„Ein Gewinn für die ganze Stadt“
Architekten-Duo Wortmann / Mohr hat Planerwettstreit fürs Mecklenbecker Neubaugebiet gewonnen

Münster-Mecklenbeck -

„Ein Gewinn für die ganze Stadt – vor allem aber für die Mecklenbecker.“ Jury-Mitglied Karl-Heinz Winter war voll des Lobes für den Siegerentwurf zum geplanten Neubauareal Meckmannweg / Schwarzer Kamp, den das Preisgericht am Dienstagabend gekürt hatte. 14 Architekturbüros hatten sich – wie berichtet – am städtebaulichen Realisierungswettbewerb beteiligt. Aufs Siegertreppchen kam die Planungsgemeinschaft Heiner Wortmann (Lüdinghausen) / Helmut Mohr (Münster). Ihre Arbeit soll in leicht modifizierter Form Grundlage für die Verwirklichung des Baugebiets werden.

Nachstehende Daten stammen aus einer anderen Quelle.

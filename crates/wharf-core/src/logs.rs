//! Persistent container output log
//!
//! Every line a container writes is appended to `<id>-json.log` as one JSON
//! object per line:
//!
//! ```text
//! {"log":"hello\n","stream":"stdout","time":"2024-01-01T00:00:00.000000001Z"}
//! ```
//!
//! A line that is not valid UTF-8 also carries its exact bytes, base64
//! encoded, in `bytes`. Lines longer than [`MAX_LINE`] are split.
//!
//! The file is append-only across restarts. A [`LogReader`] can replay it any
//! number of times and optionally follow it while the container runs.

use crate::lifecycle::{Phase, State};
use crate::stream::Chunk;
use crate::{CoreError, Result};
use chrono::{DateTime, Utc};
use serde::{Deserialize, Serialize};
use std::collections::HashMap;
use std::io::ErrorKind;
use std::path::{Path, PathBuf};
use std::str::FromStr;
use std::sync::Arc;
use tokio::fs::{File, OpenOptions};
use tokio::io::{AsyncBufReadExt, AsyncWrite, AsyncWriteExt, BufReader};
use tokio::sync::{mpsc, watch};
use tokio::task::JoinHandle;
use wharf_runtime::StreamKind;

/// Longest run of bytes buffered per stream before it is logged without a newline
pub const MAX_LINE: usize = 16 * 1024;

/// One line of container output
#[derive(Debug, Clone, PartialEq, Serialize, Deserialize)]
pub struct LogRecord {
    pub log: String,
    pub stream: StreamKind,
    pub time: DateTime<Utc>,
    /// Exact payload when `log` is a lossy rendering of it
    #[serde(default, skip_serializing_if = "Option::is_none")]
    pub bytes: Option<String>,
}

impl LogRecord {
    fn new(stream: StreamKind, line: &[u8]) -> Self {
        let (log, bytes) = match std::str::from_utf8(line) {
            Ok(text) => (text.to_string(), None),
            Err(_) => (
                String::from_utf8_lossy(line).into_owned(),
                Some(base64::Engine::encode(
                    &base64::engine::general_purpose::STANDARD,
                    line,
                )),
            ),
        };
        Self {
            log,
            stream,
            time: Utc::now(),
            bytes,
        }
    }

    /// The payload exactly as the container wrote it
    pub fn payload(self) -> Vec<u8> {
        let Some(encoded) = self.bytes else {
            return self.log.into_bytes();
        };
        match base64::Engine::decode(&base64::engine::general_purpose::STANDARD, &encoded) {
            Ok(bytes) => bytes,
            Err(e) => {
                tracing::warn!("Undecodable bytes in log record, using text: {}", e);
                self.log.into_bytes()
            }
        }
    }
}

/// Output format of a [`LogReader`]
#[derive(Debug, Clone, Copy, PartialEq, Eq, Default)]
pub enum LogFormat {
    /// The stored JSON lines, verbatim
    #[default]
    Json,
    /// Only the `log` payloads, concatenated
    Raw,
}

impl FromStr for LogFormat {
    type Err = CoreError;

    fn from_str(s: &str) -> Result<Self> {
        match s {
            "json" => Ok(Self::Json),
            "raw" => Ok(Self::Raw),
            other => Err(CoreError::InvalidArgument(format!(
                "unknown log format '{}', expected json or raw",
                other
            ))),
        }
    }
}

#[derive(Debug, Clone, Copy, PartialEq, Eq)]
pub struct LogOptions {
    pub format: LogFormat,
    /// Keep reading while the container runs
    pub follow: bool,
    pub stdout: bool,
    pub stderr: bool,
}

impl Default for LogOptions {
    fn default() -> Self {
        Self {
            format: LogFormat::Json,
            follow: false,
            stdout: true,
            stderr: true,
        }
    }
}

impl LogOptions {
    pub fn raw() -> Self {
        Self {
            format: LogFormat::Raw,
            ..Self::default()
        }
    }

    fn includes(&self, stream: StreamKind) -> bool {
        match stream {
            StreamKind::Stdout => self.stdout,
            StreamKind::Stderr => self.stderr,
        }
    }
}

/// Appends container output to its log file
#[derive(Debug)]
pub struct LogWriter {
    path: PathBuf,
    /// Bumped after every append so followers can wake up
    appended: watch::Sender<u64>,
}

impl LogWriter {
    pub fn new(path: PathBuf) -> Self {
        let (appended, _rx) = watch::channel(0);
        Self { path, appended }
    }

    pub fn path(&self) -> &Path {
        &self.path
    }

    /// Consume `rx` until every sender is gone, appending complete lines.
    /// A stream holding [`MAX_LINE`] bytes without a newline is flushed as a
    /// partial line. A trailing partial line per stream is written when the
    /// input ends.
    pub(crate) fn spawn(self: &Arc<Self>, mut rx: mpsc::Receiver<Chunk>) -> JoinHandle<()> {
        let writer = self.clone();
        tokio::spawn(async move {
            let mut file = match writer.open().await {
                Ok(file) => Some(file),
                Err(e) => {
                    tracing::warn!("Failed to open log {}: {}", writer.path.display(), e);
                    None
                }
            };
            let mut partial: HashMap<StreamKind, Vec<u8>> = HashMap::new();

            while let Some(chunk) = rx.recv().await {
                let pending = partial.entry(chunk.stream).or_default();
                let mut offset = pending.len();
                pending.extend_from_slice(&chunk.data);

                let mut out = Vec::new();
                let mut start = 0;
                loop {
                    let rest = &pending[start..];
                    let newline = rest[offset - start..].iter().position(|&b| b == b'\n');
                    let end = match newline.map(|pos| offset + pos + 1) {
                        Some(end) if end - start <= MAX_LINE => end,
                        _ if rest.len() >= MAX_LINE => start + MAX_LINE,
                        _ => break,
                    };
                    encode_record(&mut out, chunk.stream, &pending[start..end]);
                    start = end;
                    offset = end;
                }
                pending.drain(..start);
                writer.append(&mut file, &out).await;
            }

            let mut out = Vec::new();
            for stream in [StreamKind::Stdout, StreamKind::Stderr] {
                if let Some(rest) = partial.remove(&stream) {
                    if !rest.is_empty() {
                        encode_record(&mut out, stream, &rest);
                    }
                }
            }
            writer.append(&mut file, &out).await;
            tracing::debug!("Log writer for {} finished", writer.path.display());
        })
    }

    async fn open(&self) -> std::io::Result<File> {
        if let Some(parent) = self.path.parent() {
            tokio::fs::create_dir_all(parent).await?;
        }
        OpenOptions::new()
            .create(true)
            .append(true)
            .open(&self.path)
            .await
    }

    async fn append(&self, file: &mut Option<File>, data: &[u8]) {
        if data.is_empty() {
            return;
        }
        if let Some(f) = file.as_mut() {
            let written = match f.write_all(data).await {
                Ok(()) => f.flush().await,
                Err(e) => Err(e),
            };
            if let Err(e) = written {
                tracing::warn!("Failed to append to log {}: {}", self.path.display(), e);
            }
        }
        self.appended.send_modify(|n| *n += 1);
    }

    /// Wake followers so they look for lines appended by another process
    pub(crate) fn touch(&self) {
        self.appended.send_modify(|n| *n += 1);
    }

    /// Open a reader over everything written so far
    pub fn reader(&self, options: LogOptions, state: watch::Receiver<State>) -> LogReader {
        LogReader {
            path: self.path.clone(),
            options,
            file: None,
            pending: Vec::new(),
            appended: self.appended.subscribe(),
            state,
        }
    }

    /// Delete the log file
    pub async fn purge(&self) -> Result<()> {
        match tokio::fs::remove_file(&self.path).await {
            Ok(()) => Ok(()),
            Err(e) if e.kind() == ErrorKind::NotFound => Ok(()),
            Err(e) => Err(e.into()),
        }
    }
}

fn encode_record(out: &mut Vec<u8>, stream: StreamKind, line: &[u8]) {
    let record = LogRecord::new(stream, line);
    match serde_json::to_writer(&mut *out, &record) {
        Ok(()) => out.push(b'\n'),
        Err(e) => tracing::warn!("Failed to encode log record: {}", e),
    }
}

/// Sequential reader over a container log
#[derive(Debug)]
pub struct LogReader {
    path: PathBuf,
    options: LogOptions,
    file: Option<BufReader<File>>,
    pending: Vec<u8>,
    appended: watch::Receiver<u64>,
    state: watch::Receiver<State>,
}

impl LogReader {
    /// Next complete JSON line, or `None` at the end of the log.
    ///
    /// When following, the end is reached only once the container has exited.
    async fn next_line(&mut self) -> Result<Option<Vec<u8>>> {
        loop {
            let finished = self.state.borrow_and_update().phase == Phase::Exited;
            self.appended.borrow_and_update();

            if self.file.is_none() {
                match File::open(&self.path).await {
                    Ok(file) => self.file = Some(BufReader::new(file)),
                    Err(e) if e.kind() == ErrorKind::NotFound => {}
                    Err(e) => return Err(e.into()),
                }
            }

            if let Some(file) = self.file.as_mut() {
                file.read_until(b'\n', &mut self.pending).await?;
                if self.pending.ends_with(b"\n") {
                    return Ok(Some(std::mem::take(&mut self.pending)));
                }
            }

            if !self.options.follow || finished {
                return Ok(None);
            }

            tokio::select! {
                changed = self.appended.changed() => {
                    if changed.is_err() {
                        return Ok(None);
                    }
                }
                changed = self.state.changed() => {
                    if changed.is_err() {
                        return Ok(None);
                    }
                }
            }
        }
    }

    async fn next_entry(&mut self) -> Result<Option<(LogRecord, Vec<u8>)>> {
        while let Some(line) = self.next_line().await? {
            match serde_json::from_slice::<LogRecord>(&line) {
                Ok(record) if self.options.includes(record.stream) => {
                    return Ok(Some((record, line)))
                }
                Ok(_) => {}
                Err(e) => {
                    tracing::warn!("Skipping malformed line in {}: {}", self.path.display(), e);
                }
            }
        }
        Ok(None)
    }

    /// Next record matching the stream filter
    pub async fn next_record(&mut self) -> Result<Option<LogRecord>> {
        Ok(self.next_entry().await?.map(|(record, _)| record))
    }

    /// Next record rendered in the configured format
    pub async fn next_chunk(&mut self) -> Result<Option<Vec<u8>>> {
        let format = self.options.format;
        Ok(self.next_entry().await?.map(|(record, line)| match format {
            LogFormat::Json => line,
            LogFormat::Raw => record.payload(),
        }))
    }

    /// Render the whole (remaining) log into memory
    pub async fn read_all(mut self) -> Result<Vec<u8>> {
        let mut out = Vec::new();
        while let Some(chunk) = self.next_chunk().await? {
            out.extend_from_slice(&chunk);
        }
        Ok(out)
    }

    /// Stream the log into `writer`
    pub async fn copy_to<W: AsyncWrite + Unpin>(mut self, writer: &mut W) -> Result<()> {
        while let Some(chunk) = self.next_chunk().await? {
            writer.write_all(&chunk).await?;
            writer.flush().await?;
        }
        Ok(())
    }
}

Freitag, 04.11.2011, 20:11 Uhr

Im Stadthaus am Hafenplatz stellten Baudezernent Siegfried Thielen, Stadtplanungsamt-Chef Christian Schowe und sein Kollege Andreas Kurz gestern die Siegerentwürfe vor. Dank des von Wortmann und Mohr erarbeiteten Konzepts werde das Neubauareal eine „positive Ausstrahlung auf das Umfeld“ haben und „der bereits vorhandenen Struktur gerecht werden“, so dass die Mecklenbecker sich mit ihm identifizieren könnten, betonte Schowe.

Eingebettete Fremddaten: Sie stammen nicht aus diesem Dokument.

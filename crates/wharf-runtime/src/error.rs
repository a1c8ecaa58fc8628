//! Error types for process launching

use thiserror::Error;

#[derive(Error, Debug)]
pub enum LaunchError {
    #[error("Image not found: {0}")]
    ImageNotFound(String),

    #[error("Command not executable: {0}")]
    CommandNotExecutable(String),

    #[error("Failed to allocate pseudo-terminal: {0}")]
    Pty(String),

    #[error("Failed to spawn process: {0}")]
    Spawn(#[source] std::io::Error),

    #[error("Failed to signal process: {0}")]
    Signal(String),

    #[error("I/O error: {0}")]
    IoError(#[from] std::io::Error),
}

pub type Result<T> = std::result::Result<T, LaunchError>;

Das Planungsduo Mohr und Wortmann möchte auf dem gut sieben Hektar großen Terrain rund 300 Wohnungen schaffen. Diese sollen in Mehrfamilien- sowie in Reihen- und Doppelhäusern entstehen. Die Geschosswohnungsbauten, die etwa zwei Drittel der neuen Gebäude ausmachen sollen, ordnen Wortmann und Mohr als querplatzierte Riegel entlang des Wäldchens zur Weseler Straße hin an. Die zwei- bis viergeschossigen Häuser werden aus Schallschutzgründen mit rund sechs Meter hohen Wintergärten und Glaswänden miteinander verbunden. Diese Idee dürfte ganz erheblich dazu beigetragen haben, dass die beiden Architekten den städtebaulichen Wettstreit gewannen. „Lärmschutz war für uns eines der wichtigsten Kriterien“, unterstrich Preisgerichts-Mitglied Prof. Joachim Schultz-Granberg.

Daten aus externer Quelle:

// ==========================================================================
// Start failures and registry
// ==========================================================================

#[tokio::test]
async fn test_unknown_image_leaves_container_created() {
    let root = tempfile::tempdir().unwrap();
    let engine = scripted_engine(root.path());
    let (_client, transport) = client(false);

    let err = engine
        .cmd_run(RunOptions::new("nosuchimage", ["cat"]), transport)
        .await
        .unwrap_err();
    assert!(err.is_image_not_found(), "unexpected error: {}", err);

    let all = engine.list().await;
    assert_eq!(all.len(), 1);
    assert_eq!(all[0].state().phase, Phase::Created);
}

#[tokio::test]
async fn test_missing_command_is_not_executable() {
    let root = tempfile::tempdir().unwrap();
    let engine = scripted_engine(root.path());
    let (_client, transport) = client(false);

    let err = engine
        .cmd_run(RunOptions::new("host", ["/no/such/binary"]), transport)
        .await
        .unwrap_err();
    assert!(err.is_not_executable(), "unexpected error: {}", err);
}

#[tokio::test]
async fn test_wait_started_fires_on_start() {
    let root = tempfile::tempdir().unwrap();
    let engine = scripted_engine(root.path());
    let container = engine
        .create(wharf_core::ContainerConfig {
            image: "host".to_string(),
            cmd: vec!["true".to_string()],
            ..Default::default()
        })
        .await
        .unwrap();

    let waiter = {
        let container = container.clone();
        tokio::spawn(async move { container.wait_started().await })
    };
    container.start().await.unwrap();
    with_timeout("start signal", LIMIT, waiter)
        .await
        .unwrap()
        .unwrap();
}

#[tokio::test]
async fn test_reopened_engine_restores_containers() {
    let root = tempfile::tempdir().unwrap();
    let id = {
        let engine = scripted_engine(root.path());
        let (_client, transport) = client(false);
        engine
            .cmd_run(RunOptions::new("host", ["echo", "persisted"]), transport)
            .await
            .unwrap()
            .id
    };

    let engine = Engine::open(
        Default::default(),
        root.path().to_path_buf(),
        Arc::new(wharf_runtime::scripted::ScriptedLauncher::new()),
    )
    .await
    .unwrap();
    let container = engine.container(id.short()).await.unwrap();
    assert_eq!(container.state().phase, Phase::Exited);
    assert_eq!(read_raw_log(&engine, id.as_ref()).await, "persisted\n");
}

#[tokio::test]
async fn test_stale_running_record_is_marked_exited() {
    let root = tempfile::tempdir().unwrap();
    let dir = {
        let engine = scripted_engine(root.path());
        let container = engine
            .create(wharf_core::ContainerConfig {
                image: "host".to_string(),
                cmd: vec!["cat".to_string()],
                open_stdin: true,
                ..Default::default()
            })
            .await
            .unwrap();
        container.start().await.unwrap();
        wait_until("record saved as running", LIMIT, || {
            wharf_core::ContainerRecord::load(container.dir())
                .map(|r| r.state.running)
                .unwrap_or(false)
        })
        .await;
        container.dir().to_path_buf()
    };

    let engine = Engine::open(
        Default::default(),
        root.path().to_path_buf(),
        Arc::new(wharf_runtime::scripted::ScriptedLauncher::new()),
    )
    .await
    .unwrap();
    let restored = engine.list().await;
    assert_eq!(restored.len(), 1);
    let state = restored[0].state();
    assert_eq!(state.phase, Phase::Exited);
    assert_eq!(state.exit_code, -1);
    assert_eq!(
        wharf_core::ContainerRecord::load(&dir).unwrap().state.exit_code,
        -1
    );
}

#[tokio::test]
async fn test_remove_container() {
    let root = tempfile::tempdir().unwrap();
    let engine = scripted_engine(root.path());
    let (_client, transport) = client(false);
    let outcome = engine
        .cmd_run(RunOptions::new("host", ["true"]), transport)
        .await
        .unwrap();
    let dir = engine
        .container(outcome.id.as_ref())
        .await
        .unwrap()
        .dir()
        .to_path_buf();

    engine.remove(outcome.id.short(), true).await.unwrap();
    assert!(!dir.exists());
    assert!(matches!(
        engine.container(outcome.id.as_ref()).await,
        Err(CoreError::ContainerNotFound(_))
    ));
}

#[tokio::test]
async fn test_remove_keeps_log_unless_purged() {
    let root = tempfile::tempdir().unwrap();
    let engine = scripted_engine(root.path());
    let (_client, transport) = client(false);
    let outcome = engine
        .cmd_run(RunOptions::new("host", ["echo", "kept"]), transport)
        .await
        .unwrap();
    let dir = engine
        .container(outcome.id.as_ref())
        .await
        .unwrap()
        .dir()
        .to_path_buf();

    engine.remove(outcome.id.short(), false).await.unwrap();
    assert!(!dir.join("config.json").exists());
    let log = dir.join(format!("{}-json.log", outcome.id));
    let content = std::fs::read_to_string(&log).unwrap();
    assert!(content.contains("\"log\":\"kept\\n\""));
}

#[cfg(unix)]
#[tokio::test]
async fn test_container_supervised_elsewhere_is_observed() {
    let root = tempfile::tempdir().unwrap();
    let dir = wharf_core::containers_dir(root.path()).join("remote0000000000");
    let mut record = wharf_core::ContainerRecord {
        id: wharf_runtime::ContainerId::new("remote0000000000"),
        created: chrono::Utc::now(),
        config: wharf_core::ContainerConfig {
            image: "host".to_string(),
            cmd: vec!["cat".to_string()],
            ..Default::default()
        },
        state: wharf_core::State {
            phase: Phase::Running,
            running: true,
            generation: 1,
            ..Default::default()
        },
        // pid 1 stands in for another live engine
        supervisor: Some(1),
    };
    record.save(&dir).unwrap();
    let log = dir.join("remote0000000000-json.log");
    std::fs::write(
        &log,
        "{\"log\":\"one\\n\",\"stream\":\"stdout\",\"time\":\"2024-01-01T00:00:00Z\"}\n",
    )
    .unwrap();

    let engine = scripted_engine(root.path());
    engine.load().await.unwrap();
    let container = engine.container("remote").await.unwrap();
    assert!(container.is_running());
    let mut follow = container.read_log(LogOptions {
        follow: true,
        ..LogOptions::raw()
    });
    assert_eq!(
        with_timeout("first line", LIMIT, follow.next_chunk())
            .await
            .unwrap()
            .unwrap(),
        b"one\n"
    );

    // the owning process appends and then records the exit
    let mut file = std::fs::OpenOptions::new().append(true).open(&log).unwrap();
    std::io::Write::write_all(
        &mut file,
        b"{\"log\":\"two\\n\",\"stream\":\"stdout\",\"time\":\"2024-01-01T00:00:01Z\"}\n",
    )
    .unwrap();
    assert_eq!(
        with_timeout("appended line", LIMIT, follow.next_chunk())
            .await
            .unwrap()
            .unwrap(),
        b"two\n"
    );

    record.state.phase = Phase::Exited;
    record.state.running = false;
    record.state.exit_code = 4;
    record.supervisor = None;
    record.save(&dir).unwrap();

    assert_eq!(container.wait_timeout(LIMIT).await.unwrap(), 4);
    assert!(with_timeout("follow to end", LIMIT, follow.next_chunk())
        .await
        .unwrap()
        .is_none());
}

Nördlich der Mehrfamilienhäuser, im Dreieck zwischen Meckmannweg und Schwarzem Kamp , siedeln die beiden Architekten die maximal zweieinhalbgeschossigen Reihen- und Doppelhäuser an. Die Erschließung des Gebiets soll über den Meckmannweg und den Schwarzen Kamp erfolgen, allerdings über Stichstraßen, die dem Durchgangsverkehr einen Riegel vorschieben.
Das engmaschige Wegenetz innerhalb des Areals wollen Wortmann und Mohr in erster Linie den Fußgängern und Radfahrern überlassen. Deshalb haben sie zwei große Tiefgaragen zur Unterbringung der Bewohnerfahrzeuge sowie am Rand des Areals angelegte öffentliche Stellplätze geplant. Auch an die städtischen Obdachlosenunterkünfte haben sie gedacht. Diese sollen sich als Neubauten im Südwest-Zipfel des Gebiets wiederfinden.
Viel Baumgrün, ein Stadtteil-Anger als „großer innerörtlicher Freiraum“, Mulden zur Versickerung des Oberflächenwassers sowie unter anderem eine größere Regenrückhaltung im nordwestlichen Grünzug runden das prämierte Konzept ab.
Gebaut werden soll energetisch optimiert nach modernsten Standards. Kompakte Baukörper, umweltfreundliche Materialien, energieeffiziente Fassaden mit Dreifachverglasung, Wohnraumlüftungsanlagen mit Wärmerückgewinnung, Photovoltaik-Module an Dach und Wand, ein Blockheizkraftwerk mit Kraft-Wärme-Kopplung und vieles andere mehr schweben dem Architekten-Duo vor.
► Die Entwürfe des städtebaulichen Wettbewerbs werden vom 14. bis 24. Oktober in einem Ladenlokal des Mecklenbecker Zentrums am Dingbängerweg 41 ausgestellt: werktags von 10 bis 18 Uhr, am Wochenende von 10 bis 14 Uhr.